Input records =
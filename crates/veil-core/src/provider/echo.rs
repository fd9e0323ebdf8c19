//! Offline provider that hands the input back unchanged.
//!
//! Useful for dry runs of the whole queue (extraction, chunking, pacing,
//! rendering) without an API key. Nothing gets redacted.

use async_trait::async_trait;

use super::{RewriteProvider, RewriteRequest};
use crate::error::RemoteError;

pub(crate) const MODEL_ID: &str = "echo";

pub struct EchoProvider;

#[async_trait]
impl RewriteProvider for EchoProvider {
    async fn rewrite(&self, request: &RewriteRequest) -> Result<String, RemoteError> {
        Ok(request.input.clone())
    }

    fn provider_name(&self) -> &'static str {
        "echo"
    }

    fn model_id(&self) -> &str {
        MODEL_ID
    }
}
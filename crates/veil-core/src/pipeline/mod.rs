//! Two-pass redaction pipeline.
//!
//! # Architecture
//!
//! ```text
//! full text
//!     │
//!     ▼
//! chunk_by_paragraphs(redact_chunk_size)
//!     │
//!     ▼
//! PASS 1 (redact)    chunk 1 ─► chunk 2 ─► … ─► chunk n     (sequential,
//!     │               each through retry::invoke + fallback   chunk_delay
//!     ▼                                                       between)
//! joined with blank lines
//!     │  pass_delay
//!     ▼
//! chunk_by_paragraphs(verify_chunk_size)
//!     │
//!     ▼
//! PASS 2 (verify)    same loop, verification instructions
//!     │
//!     ▼
//! trimmed final text
//! ```
//!
//! Chunks are never sent in parallel. The verification pass only ever sees
//! pass-1 output, so it cannot reintroduce anything pass 1 removed.

mod prompts;
mod types;

pub use prompts::{REDACT_INSTRUCTIONS, VERIFY_INSTRUCTIONS};
pub use types::{Pass, PipelineConfig};

use std::sync::Arc;
use std::time::Instant;

use crate::chunker::chunk_by_paragraphs;
use crate::error::RemoteError;
use crate::provider::{RewriteProvider, RewriteRequest};
use crate::retry;

use types::PassOutput;

/// Separator between chunk outputs within a pass.
const CHUNK_SEPARATOR: &str = "\n\n";

/// Drives both rewrite passes for one document at a time.
#[derive(Clone)]
pub struct RedactionPipeline {
    provider: Arc<dyn RewriteProvider>,
    config: PipelineConfig,
}

impl RedactionPipeline {
    pub fn new(provider: Arc<dyn RewriteProvider>, config: PipelineConfig) -> Self {
        Self { provider, config }
    }

    pub fn provider(&self) -> &Arc<dyn RewriteProvider> {
        &self.provider
    }

    pub fn config(&self) -> &PipelineConfig {
        &self.config
    }

    /// Redact `full_text` and return the final, trimmed text.
    ///
    /// Fails only when a chunk's remote call fails for good (a non rate-limit
    /// error, or rate limits past the retry budget). Partial output is dropped.
    pub async fn run(&self, full_text: &str) -> Result<String, RemoteError> {
        let started = Instant::now();

        if full_text.trim().is_empty() {
            return Ok(String::new());
        }

        tracing::info!(
            provider = self.provider.provider_name(),
            model = self.provider.model_id(),
            chars = full_text.chars().count(),
            "Starting redaction"
        );

        let redacted = self.run_pass(Pass::Redact, full_text).await?;

        tokio::time::sleep(self.config.pass_delay).await;

        let verified = self.run_pass(Pass::Verify, redacted.text.trim()).await?;
        let output = verified.text.trim().to_string();

        tracing::info!(
            input_chars = full_text.chars().count(),
            output_chars = output.chars().count(),
            redact_chunks = redacted.chunks,
            redact_fallbacks = redacted.fallbacks,
            verify_chunks = verified.chunks,
            verify_fallbacks = verified.fallbacks,
            elapsed_ms = started.elapsed().as_millis() as u64,
            "Redaction complete"
        );

        Ok(output)
    }

    /// Run one pass over `text`, chunk by chunk, in order.
    async fn run_pass(&self, pass: Pass, text: &str) -> Result<PassOutput, RemoteError> {
        let started = Instant::now();
        let chunks = chunk_by_paragraphs(text, self.config.chunk_size(pass));
        let total = chunks.len();

        tracing::info!(pass = %pass, chunks = total, "Pass {} starting", pass.number());

        let mut output = PassOutput {
            text: String::with_capacity(text.len() + total * CHUNK_SEPARATOR.len()),
            chunks: total,
            fallbacks: 0,
        };

        for (index, chunk) in chunks.iter().enumerate() {
            if index > 0 {
                tokio::time::sleep(self.config.chunk_delay).await;
            }

            match self.rewrite_chunk(pass, chunk, index, total).await? {
                Some(rewritten) => output.text.push_str(&rewritten),
                None => {
                    output.fallbacks += 1;
                    output.text.push_str(chunk);
                }
            }
            output.text.push_str(CHUNK_SEPARATOR);
        }

        tracing::info!(
            pass = %pass,
            chunks = total,
            fallbacks = output.fallbacks,
            elapsed_ms = started.elapsed().as_millis() as u64,
            "Pass {} complete",
            pass.number()
        );

        Ok(output)
    }

    /// Rewrite a single chunk. `None` means the response was unusable and the
    /// caller should keep the chunk as it was.
    async fn rewrite_chunk(
        &self,
        pass: Pass,
        chunk: &str,
        index: usize,
        total: usize,
    ) -> Result<Option<String>, RemoteError> {
        let started = Instant::now();
        let label = format!("{pass} {}/{total}", index + 1);
        let request = RewriteRequest::new(pass.instructions(), chunk)
            .with_temperature(self.config.temperature);

        tracing::debug!(
            chunk = %label,
            chars = chunk.chars().count(),
            "Rewriting chunk"
        );

        let provider = &self.provider;
        let request = &request;
        let response = retry::invoke(&self.config.retry, &label, move || {
            provider.rewrite(request)
        })
        .await?;

        if self.is_degenerate(chunk, &response) {
            tracing::warn!(
                chunk = %label,
                input_chars = chunk.chars().count(),
                output_chars = response.chars().count(),
                "Empty or truncated response, keeping chunk unchanged"
            );
            return Ok(None);
        }

        tracing::debug!(
            chunk = %label,
            output_chars = response.chars().count(),
            elapsed_ms = started.elapsed().as_millis() as u64,
            "Chunk rewritten"
        );
        Ok(Some(response))
    }

    /// An empty response, or one much shorter than its input, is treated as a
    /// failed rewrite. Losing text is worse than under-redacting it.
    fn is_degenerate(&self, input: &str, output: &str) -> bool {
        if output.trim().is_empty() {
            return true;
        }
        let input_len = input.chars().count() as f64;
        let output_len = output.chars().count() as f64;
        output_len < input_len * self.config.min_output_ratio
    }
}

#[cfg(test)]
mod tests {
    use std::time::Duration;

    use super::*;
    use crate::provider::testing::ScriptedProvider;
    use crate::provider::EchoProvider;

    fn pipeline(provider: Arc<dyn RewriteProvider>, config: PipelineConfig) -> RedactionPipeline {
        RedactionPipeline::new(provider, config)
    }

    fn small_chunks() -> PipelineConfig {
        PipelineConfig {
            redact_chunk_size: 20,
            verify_chunk_size: 10_000,
            ..PipelineConfig::without_delays()
        }
    }

    const TEXT: &str = "First paragraph here.\nSecond paragraph.\n\nThird one is longer than twenty.\nEnd";

    #[tokio::test]
    async fn test_echo_returns_trimmed_input_for_single_chunk() {
        let p = pipeline(Arc::new(EchoProvider), PipelineConfig::without_delays());
        let output = p.run("  Line one\nLine two\n\nLine three\n").await.unwrap();
        assert_eq!(output, "Line one\nLine two\n\nLine three");
    }

    #[tokio::test]
    async fn test_echo_reconstructs_multi_chunk_input() {
        let p = pipeline(Arc::new(EchoProvider), small_chunks());
        let output = p.run(TEXT).await.unwrap();

        let expected = chunk_by_paragraphs(TEXT, 20).join(CHUNK_SEPARATOR);
        assert_eq!(output, expected);

        let paragraphs = |s: &str| {
            s.lines()
                .filter(|l| !l.trim().is_empty())
                .map(String::from)
                .collect::<Vec<_>>()
        };
        assert_eq!(paragraphs(&output), paragraphs(TEXT));
    }

    #[tokio::test]
    async fn test_empty_response_falls_back_to_chunk() {
        let provider = ScriptedProvider::new(|req| {
            if req.instructions == REDACT_INSTRUCTIONS && req.input.starts_with("Second") {
                Ok(String::new())
            } else {
                Ok(req.input.replace("paragraph", "[X]"))
            }
        });
        let p = pipeline(provider.clone(), small_chunks());
        let output = p.run(TEXT).await.unwrap();

        // The chunk pass 1 kept unchanged is caught by pass 2
        assert!(!output.contains("paragraph"));
        assert!(output.contains("Second [X]."));

        let first_pass: Vec<_> = provider
            .requests()
            .into_iter()
            .filter(|r| r.instructions == REDACT_INSTRUCTIONS)
            .collect();
        assert_eq!(first_pass[1].input, "Second paragraph.");
    }

    #[tokio::test]
    async fn test_fallback_keeps_original_chunk_text() {
        let provider = ScriptedProvider::new(|req| {
            if req.instructions == REDACT_INSTRUCTIONS {
                Ok(String::new())
            } else {
                Ok(req.input.clone())
            }
        });
        let p = pipeline(provider, PipelineConfig::without_delays());
        let output = p.run("Ivanov signed here\n").await.unwrap();
        assert_eq!(output, "Ivanov signed here");
    }

    #[tokio::test]
    async fn test_truncated_response_is_degenerate() {
        let provider = ScriptedProvider::new(|req| {
            if req.instructions == REDACT_INSTRUCTIONS {
                // 3 of 30 chars: well under the 30% floor
                Ok("abc".to_string())
            } else {
                Ok(req.input.clone())
            }
        });
        let p = pipeline(provider, PipelineConfig::without_delays());
        let input = "x".repeat(30);
        assert_eq!(p.run(&input).await.unwrap(), input);
    }

    #[tokio::test]
    async fn test_short_but_plausible_response_is_kept() {
        let provider = ScriptedProvider::new(|_| Ok("[NAME], [PHONE]".to_string()));
        let p = pipeline(provider, PipelineConfig::without_delays());
        // 15 output chars against a 34 char input is above 30%
        let output = p.run("Ivanov Ivan Ivanovich, 89991234567").await.unwrap();
        assert_eq!(output, "[NAME], [PHONE]");
    }

    #[tokio::test]
    async fn test_verify_pass_never_sees_original_text() {
        let provider = ScriptedProvider::new(|req| Ok(req.input.replace("Ivanov", "[NAME]")));
        let p = pipeline(provider.clone(), small_chunks());
        p.run("Ivanov I.I. signed\nDirector Ivanov\nPhone").await.unwrap();

        let verify: Vec<_> = provider
            .requests()
            .into_iter()
            .filter(|r| r.instructions == VERIFY_INSTRUCTIONS)
            .collect();
        assert!(!verify.is_empty());
        assert!(verify.iter().all(|r| !r.input.contains("Ivanov")));
    }

    #[tokio::test]
    async fn test_chunks_are_sent_in_order_with_temperature() {
        let provider = ScriptedProvider::new(|req| Ok(req.input.clone()));
        let config = PipelineConfig {
            temperature: Some(0.05),
            ..small_chunks()
        };
        let p = pipeline(provider.clone(), config);
        p.run(TEXT).await.unwrap();

        let requests = provider.requests();
        let first_pass: Vec<_> = requests
            .iter()
            .filter(|r| r.instructions == REDACT_INSTRUCTIONS)
            .map(|r| r.input.clone())
            .collect();
        assert_eq!(first_pass, chunk_by_paragraphs(TEXT, 20));
        assert!(requests.iter().all(|r| r.temperature == Some(0.05)));

        // Pass 1 fully precedes pass 2
        let first_verify = requests
            .iter()
            .position(|r| r.instructions == VERIFY_INSTRUCTIONS)
            .unwrap();
        assert_eq!(first_verify, first_pass.len());
    }

    #[tokio::test]
    async fn test_fatal_error_aborts_run() {
        let provider = ScriptedProvider::new(|req| {
            if req.input.starts_with("Second") {
                Err(RemoteError::service("model overloaded permanently"))
            } else {
                Ok(req.input.clone())
            }
        });
        let p = pipeline(provider.clone(), small_chunks());

        let err = p.run(TEXT).await.unwrap_err();
        assert_eq!(err.to_string(), "model overloaded permanently");
        assert_eq!(provider.calls(), 2);
    }

    #[tokio::test]
    async fn test_empty_text_skips_provider() {
        let provider = ScriptedProvider::new(|req| Ok(req.input.clone()));
        let p = pipeline(provider.clone(), PipelineConfig::without_delays());
        assert_eq!(p.run(" \n ").await.unwrap(), "");
        assert_eq!(provider.calls(), 0);
    }

    #[tokio::test(start_paused = true)]
    async fn test_pacing_between_chunks_and_passes() {
        let provider = ScriptedProvider::new(|req| Ok(req.input.clone()));
        let config = PipelineConfig {
            redact_chunk_size: 20,
            verify_chunk_size: 10_000,
            chunk_delay: Duration::from_millis(1500),
            pass_delay: Duration::from_millis(2000),
            ..PipelineConfig::default()
        };
        let p = pipeline(provider, config);
        let redact_chunks = chunk_by_paragraphs(TEXT, 20).len() as u32;

        let start = tokio::time::Instant::now();
        p.run(TEXT).await.unwrap();
        let elapsed = start.elapsed();

        // One verification chunk, so no delay inside pass 2
        let expected =
            Duration::from_millis(1500) * (redact_chunks - 1) + Duration::from_millis(2000);
        assert!(elapsed >= expected, "{elapsed:?} < {expected:?}");
    }

    #[tokio::test(start_paused = true)]
    async fn test_rate_limited_chunk_is_retried() {
        let attempts = Arc::new(std::sync::atomic::AtomicUsize::new(0));
        let counter = attempts.clone();
        let provider = ScriptedProvider::new(move |req| {
            if counter.fetch_add(1, std::sync::atomic::Ordering::SeqCst) < 2 {
                Err(RemoteError::rate_limited("429"))
            } else {
                Ok(req.input.clone())
            }
        });
        let p = pipeline(provider.clone(), PipelineConfig::default());

        assert_eq!(p.run("hello world").await.unwrap(), "hello world");
        // two throttled attempts, one success per pass
        assert_eq!(provider.calls(), 4);
    }
}
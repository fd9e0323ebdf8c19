//! Veil Core - bulk anonymization of personal data in documents
//!
//! This crate contains all the core functionality for Veil, including:
//! - Paragraph-aligned chunking of extracted text
//! - Rate-limit aware retries around remote rewrite calls
//! - The two-pass (redact, verify) redaction pipeline
//! - Rewriting providers (Gemini, Anthropic, OpenAI, offline echo)
//! - Document extraction (DOCX, PDF, plain text), DOCX rendering, ZIP export
//! - The sequential job queue that drives documents through all of the above

pub mod chunker;
pub mod config;
pub mod documents;
pub mod error;
pub mod jobs;
pub mod pipeline;
pub mod provider;
pub mod retry;

use std::sync::Arc;

use tokio::sync::mpsc;

pub use config::{Config, Settings};
pub use documents::{DocumentProcessor, DocumentSource};
pub use error::{ExtractionError, JobError, QueueError, RemoteError, RenderError};
pub use jobs::{Job, JobQueue, JobStatus, QueueEvent, QueueState, QueueStats};
pub use pipeline::RedactionPipeline;
pub use provider::{ProviderConfig, RewriteProvider};

/// Application state shared by the front ends
pub struct AppState {
    pub config: Config,
    pub settings: Settings,
    /// Provider every document is sent to
    pub provider: Arc<dyn RewriteProvider>,
    pub queue: JobQueue,
}

impl AppState {
    /// Build the provider, pipeline and queue from settings.
    ///
    /// Must be called from within a tokio runtime; the queue's scheduler is
    /// spawned here. Returns the state and the queue's event stream.
    pub fn new(
        config: Config,
        settings: Settings,
        provider: &ProviderConfig,
    ) -> (Self, mpsc::Receiver<QueueEvent>) {
        let provider = provider.build();
        tracing::info!(
            provider = provider.provider_name(),
            model = provider.model_id(),
            "Provider configured"
        );

        let pipeline = RedactionPipeline::new(provider.clone(), settings.pipeline.to_config());
        let (queue, events) =
            JobQueue::spawn(DocumentProcessor::new(pipeline), settings.queue.to_config());

        let state = Self {
            config,
            settings,
            provider,
            queue,
        };
        (state, events)
    }

    /// Single connectivity probe against the provider, never retried.
    pub async fn ping(&self) -> Result<(), RemoteError> {
        let started = std::time::Instant::now();
        let result = self.provider.ping().await;
        let elapsed_ms = started.elapsed().as_millis() as u64;
        let provider = self.provider.provider_name();
        match &result {
            Ok(()) => tracing::info!(provider, elapsed_ms, "Provider reachable"),
            Err(e) => tracing::warn!(provider, elapsed_ms, error = %e, "Provider check failed"),
        }
        result
    }
}
//! Google Gemini provider
//!
//! Uses reqwest against the `generateContent` REST endpoint.

use async_trait::async_trait;
use reqwest::header::{HeaderMap, HeaderValue, CONTENT_TYPE};
use serde::{Deserialize, Serialize};

use super::{body_or_status, RewriteProvider, RewriteRequest};
use crate::error::RemoteError;

const GEMINI_API_URL: &str = "https://generativelanguage.googleapis.com/v1beta";

pub const DEFAULT_MODEL: &str = "gemini-2.5-pro";

/// Gemini API provider
pub struct GeminiProvider {
    client: reqwest::Client,
    api_key: String,
    model: String,
    base_url: String,
}

impl GeminiProvider {
    /// Create a new Gemini provider with the given API key and model
    pub fn new(api_key: &str, model: &str) -> Self {
        Self {
            client: reqwest::Client::new(),
            api_key: api_key.to_string(),
            model: model.to_string(),
            base_url: GEMINI_API_URL.to_string(),
        }
    }

    /// Point the provider at a different endpoint (proxies, gateways).
    pub fn with_base_url(mut self, base_url: Option<&str>) -> Self {
        if let Some(url) = base_url {
            self.base_url = url.trim_end_matches('/').to_string();
        }
        self
    }

    fn endpoint(&self) -> String {
        format!("{}/models/{}:generateContent", self.base_url, self.model)
    }
}

#[async_trait]
impl RewriteProvider for GeminiProvider {
    async fn rewrite(&self, request: &RewriteRequest) -> Result<String, RemoteError> {
        let body = GenerateContentRequest {
            system_instruction: (!request.instructions.is_empty()).then(|| Content {
                role: None,
                parts: vec![Part {
                    text: request.instructions.clone(),
                }],
            }),
            contents: vec![Content {
                role: Some("user".to_string()),
                parts: vec![Part {
                    text: request.input.clone(),
                }],
            }],
            generation_config: request
                .temperature
                .map(|temperature| GenerationConfig { temperature }),
        };

        let mut headers = HeaderMap::new();
        headers.insert(CONTENT_TYPE, HeaderValue::from_static("application/json"));
        headers.insert(
            "x-goog-api-key",
            HeaderValue::from_str(&self.api_key)
                .map_err(|_| RemoteError::service("Invalid API key format"))?,
        );

        let response = self
            .client
            .post(self.endpoint())
            .headers(headers)
            .json(&body)
            .send()
            .await?;

        let status = response.status();
        if !status.is_success() {
            let text = response.text().await.unwrap_or_default();
            return Err(classify_error(status.as_u16(), &text));
        }

        let parsed: GenerateContentResponse = response.json().await?;
        Ok(parsed.text())
    }

    fn provider_name(&self) -> &'static str {
        "gemini"
    }

    fn model_id(&self) -> &str {
        &self.model
    }
}

/// Map a failed response onto the error taxonomy.
///
/// Gemini signals quota exhaustion with HTTP 429 and/or the
/// `RESOURCE_EXHAUSTED` status in the error body.
fn classify_error(status: u16, body: &str) -> RemoteError {
    let detail = serde_json::from_str::<GeminiError>(body).ok().map(|e| e.error);
    let message = detail
        .as_ref()
        .map(|d| d.message.clone())
        .filter(|m| !m.is_empty())
        .unwrap_or_else(|| body_or_status(body, status));
    let exhausted = detail
        .as_ref()
        .and_then(|d| d.status.as_deref())
        .is_some_and(|s| s == "RESOURCE_EXHAUSTED");

    if status == 429 || exhausted {
        RemoteError::rate_limited(message)
    } else {
        RemoteError::Service {
            status: Some(status),
            message: format!("Gemini API error: {message}"),
        }
    }
}

// ============================================================================
// API Types
// ============================================================================

#[derive(Debug, Serialize)]
#[serde(rename_all = "camelCase")]
struct GenerateContentRequest {
    #[serde(skip_serializing_if = "Option::is_none")]
    system_instruction: Option<Content>,
    contents: Vec<Content>,
    #[serde(skip_serializing_if = "Option::is_none")]
    generation_config: Option<GenerationConfig>,
}

#[derive(Debug, Serialize, Deserialize)]
struct Content {
    #[serde(default, skip_serializing_if = "Option::is_none")]
    role: Option<String>,
    #[serde(default)]
    parts: Vec<Part>,
}

#[derive(Debug, Serialize, Deserialize)]
struct Part {
    #[serde(default)]
    text: String,
}

#[derive(Debug, Serialize)]
struct GenerationConfig {
    temperature: f32,
}

#[derive(Debug, Deserialize)]
struct GenerateContentResponse {
    #[serde(default)]
    candidates: Vec<Candidate>,
}

impl GenerateContentResponse {
    /// Text of the first candidate; empty when the response was blocked.
    fn text(&self) -> String {
        self.candidates
            .first()
            .and_then(|c| c.content.as_ref())
            .map(|content| {
                content
                    .parts
                    .iter()
                    .map(|p| p.text.as_str())
                    .collect::<Vec<_>>()
                    .join("")
            })
            .unwrap_or_default()
    }
}

#[derive(Debug, Deserialize)]
struct Candidate {
    content: Option<Content>,
}

#[derive(Debug, Deserialize)]
struct GeminiError {
    error: GeminiErrorDetail,
}

#[derive(Debug, Deserialize)]
struct GeminiErrorDetail {
    #[serde(default)]
    message: String,
    status: Option<String>,
}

What is needed = Quote, with nothing altered, all lines from the start of the entries to the line that carries "only ever sees", inclusive.

Task output =
filename crates/veil-core/src/provider/echo.rs
repository fd9e0323ebdf8c19
//! Offline provider that hands the input back unchanged.
//!
//! Useful for dry runs of the whole queue (extraction, chunking, pacing,
//! rendering) without an API key. Nothing gets redacted.

use async_trait::async_trait;

use super::{RewriteProvider, RewriteRequest};
use crate::error::RemoteError;

pub(crate) const MODEL_ID: &str = "echo";

pub struct EchoProvider;

#[async_trait]
impl RewriteProvider for EchoProvider {
    async fn rewrite(&self, request: &RewriteRequest) -> Result<String, RemoteError> {
        Ok(request.input.clone())
    }

    fn provider_name(&self) -> &'static str {
        "echo"
    }

    fn model_id(&self) -> &str {
        MODEL_ID
    }
}
filename crates/veil-core/src/pipeline/mod.rs
//! Two-pass redaction pipeline.
//!
//! # Architecture
//!
//! ```text
//! full text
//!     │
//!     ▼
//! chunk_by_paragraphs(redact_chunk_size)
//!     │
//!     ▼
//! PASS 1 (redact)    chunk 1 ─► chunk 2 ─► … ─► chunk n     (sequential,
//!     │               each through retry::invoke + fallback   chunk_delay
//!     ▼                                                       between)
//! joined with blank lines
//!     │  pass_delay
//!     ▼
//! chunk_by_paragraphs(verify_chunk_size)
//!     │
//!     ▼
//! PASS 2 (verify)    same loop, verification instructions
//!     │
//!     ▼
//! trimmed final text
//! ```
//!
//! Chunks are never sent in parallel. The verification pass only ever sees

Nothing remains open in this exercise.